The starch granules also participate in the crosslinking process, leading to improved gelation: the CMC chains react with the granule surface through the recombination of the radicals formed on both polymers. The radical formation in the starch is similar to the reaction observed for the CMC due to the similar chemical structure. In this case the reaction is not hindered by electrostatic repulsion like during the crosslink formation between two CMC chains. The irradiation also affects the properties of the starch: the degradation processes lead to a decrease in the degree of polymerization, lower swelling and a more amorphous structure [41, 42]. This also increases the interaction between the CMC and starch due to the larger available granule surface. Moreover, with increasing starch ratio, the high viscosity caused mainly by the CMC became lower, thus the increased chain mobility also helped the gelation. At very high starch concentration the radiation degradable nature of starch prevails, besides CMC crosslinking is hindered by the large distance between the mobile CMC chains, leading to low or no gelation. Moreover, low doses lead to weaker crosslinking due to the lower number of radicals, thus the decrease in the gelation starts at lower starch content as seen at 10 kGy.

The swelling of pure CMC gels differed significantly depending on the adsorbed dose. At 10 kGy they exhibited a water uptake of ~300 gwater/ggel due to the poor gelation. Higher doses led to a major decrease in the swelling (~200 and ~100 gwater/ggel at 20 and 40 kGy, respectively), resulted by the higher crosslink density. Interestingly, similarly to the gel fraction, the water uptake also showed a small increase in the presence of starch (Fig. 1b). After an initial increase of ~50 gwater/ggel at 5% starch content, the degree of swelling showed no significant change at 40 kGy, but a small improvement (20–30 gwater/ggel) was observed at high starch content using lower doses. The slight increase may be explained by the lower CMC content. Substituting CMC with starch has a similar effect as lowering the solute concentration, because the CMC concentration in the matrix is lower. At lower CMC concentration the water uptake increases due to the lower crosslink density in the CMC phase, which allows a larger expansion of the polymer network.

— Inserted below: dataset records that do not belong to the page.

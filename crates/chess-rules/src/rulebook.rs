//! Legal destination generation for a selected piece.

use std::collections::HashSet;

use chess_core::{Color, Coord, Piece};
use tracing::{debug, trace};

use crate::{AttackTracker, Board, KingSafety, RuleConfig, RuleError, TurnTracker};

/// Computes the squares a selected piece may move to.
///
/// A `RuleBook` borrows the board for its whole lifetime, so the position
/// cannot change between the ray walks of a single query.
///
/// # Example
///
/// ```
/// use chess_core::Coord;
/// use chess_rules::{Board, RuleBook};
///
/// let board = Board::startpos();
/// let moves = RuleBook::new(&board).legal_move_set(Coord::new(4, 1)).unwrap();
/// assert!(moves.contains(&Coord::new(4, 2)));
/// assert!(moves.contains(&Coord::new(4, 3)));
/// assert_eq!(moves.len(), 2);
/// ```
#[derive(Debug, Clone, Copy)]
pub struct RuleBook<'a> {
    board: &'a Board,
    attacks: AttackTracker<'a>,
    king_safety: KingSafety,
}

impl<'a> RuleBook<'a> {
    /// Creates a rule book with the default configuration.
    pub fn new(board: &'a Board) -> Self {
        Self::with_config(board, &RuleConfig::default())
    }

    /// Creates a rule book using the king-safety mode from `config`.
    pub fn with_config(board: &'a Board, config: &RuleConfig) -> Self {
        RuleBook {
            board,
            attacks: AttackTracker::new(board),
            king_safety: config.king_safety,
        }
    }

    /// The board being evaluated.
    #[inline]
    pub fn board(&self) -> &'a Board {
        self.board
    }

    /// The attack tracker over the same board.
    #[inline]
    pub fn attack_tracker(&self) -> &AttackTracker<'a> {
        &self.attacks
    }

    /// Returns true if the opponent of the side to move attacks `coord`.
    #[inline]
    pub fn is_attacked(&self, coord: Coord) -> bool {
        self.attacks.is_attacked(coord)
    }

    /// Returns true if the king of the side to move is attacked.
    pub fn is_in_check(&self) -> Result<bool, RuleError> {
        let king = self.attacks.allied_king_coord()?;
        Ok(self.attacks.is_attacked(king))
    }

    /// Legal destinations for the piece on `origin`.
    ///
    /// An empty square, an enemy piece or an off-board origin yields an empty
    /// set; that is "nothing to move", not an error.
    ///
    /// # Errors
    ///
    /// Invariant violations only: a pawn without a forward direction, or,
    /// under [`KingSafety::Strict`], no king for the side to move.
    pub fn legal_move_set(&self, origin: Coord) -> Result<HashSet<Coord>, RuleError> {
        let us = self.board.side_to_move();
        let Some((piece, color)) = self.board.piece_at(origin) else {
            return Ok(HashSet::new());
        };
        if color != us {
            return Ok(HashSet::new());
        }

        let mut moves = match piece {
            Piece::Pawn => self.pawn_legal_move_set(origin, color)?,
            _ => self.line_move_set(origin, piece, color),
        };

        if self.king_safety == KingSafety::Strict {
            self.retain_king_safe(origin, piece, &mut moves)?;
        }

        debug!(%origin, %piece, %color, count = moves.len(), "legal move set");
        Ok(moves)
    }

    /// Legal destinations for the square selected in `turn`.
    ///
    /// # Errors
    ///
    /// [`RuleError::TurnMismatch`] if the tracker and the board disagree on
    /// the side to move, plus anything [`legal_move_set`](Self::legal_move_set)
    /// reports.
    pub fn selected_moves(&self, turn: &TurnTracker) -> Result<HashSet<Coord>, RuleError> {
        let found = self.board.side_to_move();
        if turn.color() != found {
            return Err(RuleError::TurnMismatch {
                expected: turn.color(),
                found,
            });
        }
        match turn.move_from() {
            Some(origin) => self.legal_move_set(origin),
            None => Ok(HashSet::new()),
        }
    }

    /// Walks every direction of a non-pawn piece.
    fn line_move_set(&self, origin: Coord, piece: Piece, color: Color) -> HashSet<Coord> {
        let mut moves = HashSet::new();

        for &direction in piece.move_directions(color) {
            let mut i = 1;
            loop {
                let candidate = origin + direction * i;

                if !self.board.coord_in_board(candidate) || self.board.is_allied_piece(candidate) {
                    break;
                }

                if piece != Piece::King || !self.attacks.is_attacked(candidate) {
                    moves.insert(candidate);
                } else {
                    trace!(%candidate, "king destination is attacked");
                }

                // Captures end the ray.
                if self.board.has_piece_at(candidate) || !piece.can_move_in_line() {
                    break;
                }
                i += 1;
            }
        }

        moves
    }

    /// Pushes, the home-rank double step, and diagonal captures.
    ///
    /// Pawn destinations are not filtered for king safety in the default mode.
    fn pawn_legal_move_set(&self, origin: Coord, color: Color) -> Result<HashSet<Coord>, RuleError> {
        let forward = Piece::Pawn
            .move_directions(color)
            .first()
            .copied()
            .ok_or(RuleError::MissingPawnDirection)?;
        let board = self.board;
        let mut moves = HashSet::new();

        let one = origin + forward;
        let one_free = board.coord_in_board(one) && !board.has_piece_at(one);
        if one_free {
            moves.insert(one);
        }

        // A pawn still on its home rank would fall off the board stepping
        // back twice.
        let two = origin + forward * 2;
        let on_home_rank = !board.coord_in_board(origin - forward * 2);
        if on_home_rank && one_free && board.coord_in_board(two) && !board.has_piece_at(two) {
            moves.insert(two);
        }

        let en_passant = board.en_passant_square();
        for side in [Coord::new(1, 0), Coord::new(-1, 0)] {
            let target = one + side;
            if !board.coord_in_board(target) || board.is_allied_piece(target) {
                continue;
            }
            let en_passant_capture = en_passant == Some(target) && !board.has_piece_at(target);
            if board.is_enemy_piece(target) || en_passant_capture {
                moves.insert(target);
            }
        }

        Ok(moves)
    }

    /// Drops candidates that leave the mover's own king attacked.
    fn retain_king_safe(
        &self,
        origin: Coord,
        piece: Piece,
        moves: &mut HashSet<Coord>,
    ) -> Result<(), RuleError> {
        let king = self.attacks.allied_king_coord()?;
        moves.retain(|&to| {
            let scratch = self.board.with_move_simulated(origin, to);
            let king_after = if piece == Piece::King { to } else { king };
            let safe = !AttackTracker::new(&scratch).is_attacked(king_after);
            if !safe {
                trace!(%origin, %to, "move exposes own king");
            }
            safe
        });
        Ok(())
    }
}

The morphology of gels with different starch content was studied by SEM (Fig. 2). CMC/starch gels showed a highly porous structure like CMC gels (Fig. 2a–d). This is due to the high water content: the samples were freeze-dried after reaching the equilibrium water uptake, thus resulting in large pores. While the degree of swelling increased only slightly with the starch content, the pore size increased significantly compared to pure CMC gels. Presumably, the CMC network of CMC/starch gels is more flexible, thus larger expansion is possible, resulting in larger pore structure. This also explains the increase in the degree of swelling despite the very low water absorbing capacity of starch. The starch granules could be observed in the gel cross-section: some of them were on the surface of pores, while others were fully embedded in the CMC phase (Fig. 2e–h). The granules were distributed relatively evenly in the structure. With the increase of the starch content the density of the granules increased in the gel structure, thus the granules were properly linked to the CMC phase (Fig. 2c, d). The starch granules appeared mainly undamaged by the irradiation, though part of them were fragmented (Fig. 2h). According to the literature, the extent of the degradation observed depends on the environment, as well. While the irradiation of dry starch powder mainly modified the inner structure of the potato starch granules, their surface remaining visually unchanged in dry state [41]. However, in the presence of water fragmentation of the granules was observed even at low doses when starch was irradiated before the extraction from potato [43]. Thus, in our experiments the fragmentation can be explained by the high water content: the water radiolysis intermediates attack the starch molecules thus promoting the degradation. The partial fragmentation is advantageous as the radicals formed in inner part of the granules after fragmentation can also take part in the network formation.
Fig. 2

SEM photographs of freeze-dried CMC/starch hydrogels with a starch content of 0% a, 30% b, eh and 50% c, d (×35 to ×1000 zoom; gel synthesis: 20 w/w% solution, 20 kGy dose)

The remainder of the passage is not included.